Help your child choose the right extracurricular activity

Child therapist and integrated learning practitioner, Annamarie de Villiers, explains why it is important for children to participate in extracurricular activities.

POLOKWANE – Child therapist and integrated learning practitioner, Annamarie de Villiers, explains why it is important for children to participate in extracurricular activities.

“Participation in sport develops fitness, ability to concentrate, perseverance, courage and daring, problem solving, muscle development, hand-eye coordination, discipline, balance, stamina and competition in children. They also learn how to work as a team.”

She says every child is unique and it is important that parents consider their child’s temperament and natural abilities when helping the child choose an extracurricular activity.

“Too often in our schools, children are pressured to participate in sports that they are doomed to be unsuccessful in. In our education system it is often expected that every child’s value is ascertained through achievement in a specific test or sport. It is after all impossible for the penguin, fish, elephant, seal and dog to climb a tree, but give the fish and penguin water to swim in, for example, and they shine.”

De Villiers says not all children have the necessary temperament for team sport. For a child who is an introvert and has an arty temperament, solo sport such as horse riding, kayaking, or swimming could be more their forté.

“For a child to benefit from an activity, he or she must enjoy it and want to do it in the first place. Rather take time to get to know your child and find the right sport or other activity for him or her. It might be a process of trying out several before the right one is found.”

When extracurricular activities go together with excess pressure to achieve, when it becomes more important than character development, when it excludes others because they do not achieve (bullying behaviour) and is coupled with bad language and behaviour by parents, participation is only disadvantageous to the child’s development, she says.

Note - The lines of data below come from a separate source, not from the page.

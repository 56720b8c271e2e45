pub mod achievements;
pub mod analytics;
pub mod dashboards;
pub mod progress;
pub mod query_guard;

pub use analytics::AnalyticsService;
pub use dashboards::DashboardService;
pub use progress::ProgressService;

use actix_web::HttpResponse;

use crate::models::{ApiResponse, ErrorCode, ServiceError};

/// 把业务层预期失败映射为 HTTP 响应
///
/// 状态码映射是路由/服务外层的职责，计算函数只返回 ServiceError。
pub(crate) fn service_error_to_response(err: &ServiceError) -> HttpResponse {
    let body = ApiResponse::<()>::error_empty(err.code, err.message.clone());
    match err.code {
        ErrorCode::BadRequest | ErrorCode::InvalidUpdateType => {
            HttpResponse::BadRequest().json(body)
        }
        ErrorCode::Unauthorized => HttpResponse::Unauthorized().json(body),
        ErrorCode::Forbidden => HttpResponse::Forbidden().json(body),
        ErrorCode::NotFound
        | ErrorCode::UserNotFound
        | ErrorCode::CourseNotFound
        | ErrorCode::PromotionNotFound
        | ErrorCode::StudentNotEnrolled
        | ErrorCode::CourseNotInPromotion => HttpResponse::NotFound().json(body),
        _ => HttpResponse::InternalServerError().json(body),
    }
}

“With the explosion in technological development, children should be encouraged more to be active and not spend all their spare time before the TV, computer or cell phone screen.

“The best way parents can actively encourage their children to be active is through their own example. Parents who set an example by being active themselves, for example to rather go jogging or play squash instead of lying in front of the TV, are encouraging their children to be active. It is all about the values and priorities parents unconsciously communicate to their children.”

De Villiers further says more children have learning problems these days and there is a direct link between the appearance of learning problems and a lack of activity. An active lifestyle and participation in extracurricular activities from an early age can help to prevent learning problems.